O presente artigo tem como objetivo realizar uma breve discussão sobre os principais elementos conceituais forjados pela antropologia que propiciaram, no campo jurídico, novos parâmetros para a aplicação prática do processo de regularização fundiária quilombola. Fez-se aqui um recorte que abrange normatizações que estabelecem as definições pertinentes, no caso, o Art. 68 dos Atos das Disposições Constitucionais Transitórias e o Decreto Nº 4.887/2003, que regulamentou o Art. 68.
Dentre os diversos direcionamentos que a legislação citada fornece, serão destacadas aqui duas passagens de caráter conceitual a fim de facilitar a exposição que se segue. São elas:
1. Art. 68: Aos remanescentes das comunidades dos quilombos que estejam ocupando suas terras é reconhecida a propriedade definitiva, devendo o Estado emitir-lhes os títulos respectivos. (negritos do autor)
2. Decreto Nº 4.887, Art. 2º: Consideram-se remanescentes das comunidades dos quilombos, para os fins deste Decreto, os grupos étnico-raciais, segundo critérios de auto-atribuição, com trajetória histórica própria, dotados de relações territoriais específicas, com presunção de ancestralidade negra relacionada com a resistência à opressão histórica sofrida. (negritos do autor)
§ 2º São terras ocupadas por remanescentes das comunidades dos quilombos as utilizadas para a garantia de sua reprodução física, social, econômica e cultural.
§ 3º Para a medição e demarcação das terras, serão levados em consideração critérios de territorialidade indicados pelos remanescentes das comunidades dos quilombos, sendo facultado à comunidade interessada apresentar as peças técnicas para a instrução procedimental.
Os dispositivos jurídicos selecionados buscam introduzir o conjunto de definições que serão desenvolvidas no decorrer do artigo. Eles partem de uma série de questionamentos que se seguiram após a Constituição de 1988, quando procurou-se responder a questões como “quem são os remanescentes de quilombo?”, “qual é o conceito de quilombo utilizado?”, entre outros temas (O´DWYER, 1995).
A necessidade de regularizar o território das comunidades quilombolas fez emergir o debate sobre o conceito de quilombo (SCHMITT, TURATTI, CARVALHO, 2002).

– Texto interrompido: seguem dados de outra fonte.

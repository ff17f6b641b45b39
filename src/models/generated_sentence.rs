use crate::coercion::{flag, optional_integer, optional_text};
use crate::models::non_blank;
use crate::models::vocabulary::Vocabulary;
use crate::schema::{generated_sentence_vocabulary, generated_sentences, tags, vocabulary};
use chrono::NaiveDateTime;
use diesel::prelude::*;
use diesel::result::Error;
use diesel::sqlite::Sqlite;
use rocket::serde::{Deserialize, Serialize};
use rocket::FromForm;

#[derive(Queryable, Selectable, Identifiable, Serialize, Debug, Clone, PartialEq)]
#[diesel(table_name = generated_sentences)]
#[diesel(check_for_backend(Sqlite))]
pub struct GeneratedSentence {
    pub id: i32,
    pub template_id: Option<i32>,
    pub japanese_sentence: String,
    pub english_sentence: Option<String>,
    pub politeness_level: Option<String>,
    pub jlpt_level: Option<String>,
    pub difficulty: Option<String>,
    pub source_tag_id: Option<i32>,
    pub is_favorite: bool,
    pub created_at: NaiveDateTime,
}

#[derive(Insertable, Deserialize, Debug, Default, Clone, PartialEq)]
#[diesel(table_name = generated_sentences)]
pub struct NewGeneratedSentence {
    #[serde(default, deserialize_with = "optional_integer")]
    pub template_id: Option<i32>,
    #[serde(default, deserialize_with = "optional_text")]
    pub japanese_sentence: Option<String>,
    #[serde(default, deserialize_with = "optional_text")]
    pub english_sentence: Option<String>,
    #[serde(default, deserialize_with = "optional_text")]
    pub politeness_level: Option<String>,
    #[serde(default, deserialize_with = "optional_text")]
    pub jlpt_level: Option<String>,
    #[serde(default, deserialize_with = "optional_text")]
    pub difficulty: Option<String>,
    #[serde(default, deserialize_with = "optional_integer")]
    pub source_tag_id: Option<i32>,
    #[serde(default, deserialize_with = "flag")]
    pub is_favorite: bool,
}

#[derive(Queryable, Selectable, Identifiable, Associations, Serialize, Debug, Clone, PartialEq)]
#[diesel(belongs_to(GeneratedSentence))]
#[diesel(belongs_to(Vocabulary))]
#[diesel(table_name = generated_sentence_vocabulary)]
#[diesel(check_for_backend(Sqlite))]
pub struct GeneratedSentenceVocabulary {
    pub id: i32,
    pub generated_sentence_id: i32,
    pub vocabulary_id: i32,
    pub slot_name: String,
    pub created_at: NaiveDateTime,
}

#[derive(Debug, Clone, PartialEq)]
pub struct SlotFilling {
    pub slot_name: String,
    pub vocabulary_id: i32,
}

#[derive(Insertable)]
#[diesel(table_name = generated_sentence_vocabulary)]
struct NewGeneratedSentenceVocabulary<'a> {
    generated_sentence_id: i32,
    vocabulary_id: i32,
    slot_name: &'a str,
}

#[derive(FromForm, Default, Debug)]
pub struct GeneratedSentenceFilter {
    pub tag_id: Option<i32>,
    pub politeness: Option<String>,
    pub difficulty: Option<String>,
}

#[derive(Serialize, Debug)]
pub struct GeneratedSentenceEntry {
    #[serde(flatten)]
    pub sentence: GeneratedSentence,
    pub tag_name: Option<String>,
}

#[derive(Serialize, Debug)]
pub struct SlotProvenance {
    pub slot_name: String,
    pub vocabulary: Vocabulary,
}

type FilteredSentences<'a> = diesel::dsl::IntoBoxed<
    'a,
    diesel::dsl::LeftJoin<generated_sentences::table, tags::table>,
    Sqlite,
>;

fn filtered(filter: &GeneratedSentenceFilter) -> FilteredSentences<'_> {
    let mut query = generated_sentences::table.left_join(tags::table).into_boxed();

    if let Some(tag_id) = filter.tag_id {
        query = query.filter(generated_sentences::source_tag_id.eq(tag_id));
    }
    if let Some(politeness) = non_blank(&filter.politeness) {
        query = query.filter(generated_sentences::politeness_level.eq(politeness));
    }
    if let Some(difficulty) = non_blank(&filter.difficulty) {
        query = query.filter(generated_sentences::difficulty.eq(difficulty));
    }

    query
}

impl GeneratedSentence {
    pub fn add(
        database_connection: &mut SqliteConnection,
        new_sentence: &NewGeneratedSentence,
    ) -> Result<i32, Error> {
        diesel::insert_into(generated_sentences::table)
            .values(new_sentence)
            .returning(generated_sentences::id)
            .get_result(database_connection)
    }

    pub fn record(
        database_connection: &mut SqliteConnection,
        new_sentence: &NewGeneratedSentence,
        fillings: &[SlotFilling],
    ) -> Result<i32, Error> {
        database_connection.transaction(|connection| {
            let sentence_id = GeneratedSentence::add(connection, new_sentence)?;

            for filling in fillings {
                diesel::insert_into(generated_sentence_vocabulary::table)
                    .values(NewGeneratedSentenceVocabulary {
                        generated_sentence_id: sentence_id,
                        vocabulary_id: filling.vocabulary_id,
                        slot_name: &filling.slot_name,
                    })
                    .execute(connection)?;
            }

            Ok(sentence_id)
        })
    }

    pub fn find(
        database_connection: &mut SqliteConnection,
        sentence_id: i32,
    ) -> Result<Option<GeneratedSentence>, Error> {
        generated_sentences::table
            .find(sentence_id)
            .first(database_connection)
            .optional()
    }

    pub fn page(
        database_connection: &mut SqliteConnection,
        filter: &GeneratedSentenceFilter,
        limit: i64,
        offset: i64,
    ) -> Result<(Vec<GeneratedSentenceEntry>, i64), Error> {
        let total = filtered(filter).count().get_result(database_connection)?;
        let rows: Vec<(GeneratedSentence, Option<String>)> = filtered(filter)
            .select((GeneratedSentence::as_select(), tags::name.nullable()))
            .order((
                generated_sentences::created_at.desc(),
                generated_sentences::id.desc(),
            ))
            .limit(limit)
            .offset(offset)
            .load(database_connection)?;

        Ok((
            rows.into_iter()
                .map(|(sentence, tag_name)| GeneratedSentenceEntry { sentence, tag_name })
                .collect(),
            total,
        ))
    }

    pub fn set_favorite(
        database_connection: &mut SqliteConnection,
        sentence_id: i32,
        is_favorite: bool,
    ) -> Result<bool, Error> {
        let updated = diesel::update(generated_sentences::table.find(sentence_id))
            .set(generated_sentences::is_favorite.eq(is_favorite))
            .execute(database_connection)?;

        Ok(updated > 0)
    }

    pub fn provenance(
        &self,
        database_connection: &mut SqliteConnection,
    ) -> Result<Vec<SlotProvenance>, Error> {
        let rows: Vec<(GeneratedSentenceVocabulary, Vocabulary)> =
            GeneratedSentenceVocabulary::belonging_to(self)
                .inner_join(vocabulary::table)
                .select((
                    GeneratedSentenceVocabulary::as_select(),
                    Vocabulary::as_select(),
                ))
                .order(generated_sentence_vocabulary::id.asc())
                .load(database_connection)?;

        Ok(rows
            .into_iter()
            .map(|(link, vocabulary)| SlotProvenance {
                slot_name: link.slot_name,
                vocabulary,
            })
            .collect())
    }

    pub fn delete_many(database_connection: &mut SqliteConnection, ids: &[i32]) -> Result<usize, Error> {
        diesel::delete(generated_sentences::table.filter(generated_sentences::id.eq_any(ids.to_vec())))
            .execute(database_connection)
    }
}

Esses autores afirmam ainda que até a década de 1970 os quilombos estavam associados à resistência contra a escravidão. Estes primeiros estudos, segundo Almeida (2011), tinham como referência a história, associada à relação existente no Império entre os quilombos e a política oficial. Continuando, relata como, a pedido do rei de Portugal, foi elaborado pelo Conselho Ultramarino, em 1740, o conceito de quilombo: “toda habitação de negros fugidos, que passem de cinco, em parte despovoada, ainda que não tenham ranchos levantados nem se achem pilões nele” (p. 59). Assim teria surgido o conceito de quilombo, que perduraria por muito tempo e viria a influenciar o movimento negro no período da redemocratização, elevando o quilombo a símbolo de resistência e luta, garantindo sua inclusão no texto constitucional (SCHMITT, TURATTI, CARVALHO, 2002)
Mas a Constituição de 1988 foi além desta conceituação clássica de quilombo. Segundo O'DWYER (1995), a partir da carta constitucional, o termo quilombo foi ressignificado, deixando de se remeter apenas ao passado nacional e ganhando novas conotações no presente, quando ganha outros sentidos além do histórico. Leite (2002) afirma ainda que “o resgate do termo ‘quilombo’ como um conceito socioantropológico, não exclusivamente histórico, proporciona o aparecimento de novos atores sociais ampliando e renovando os modos de ver e viver a identidade negra” (p. 348).
Os debates em torno do conceito de quilombo não cessaram desde então, o que leva Arruti (2008) a afirmar que a categoria quilombo está em disputa por seu caráter polissêmico, aberto, “com grandes variações empíricas no tempo e no espaço” (p. 315). O detalhe deste debate todo, sua razão de ser, está no fato de que o texto constitucional atribui aos “remanescentes das comunidades de quilombos” o direito à regularização fundiária. É o “remanescente” junto a “comunidades” que dão o tom da interpretação do conceito de quilombo, pois, segundo Leite (2002):
No texto constitucional é a “comunidade” o sujeito da oração, pois dela derivam “os remanescentes”, denominados posteriormente quilombolas. (...) Não é a terra, portanto, o elemento exclusivo que identifica o sujeito do direito, mas sim sua condição de membro do grupo. (p. 344)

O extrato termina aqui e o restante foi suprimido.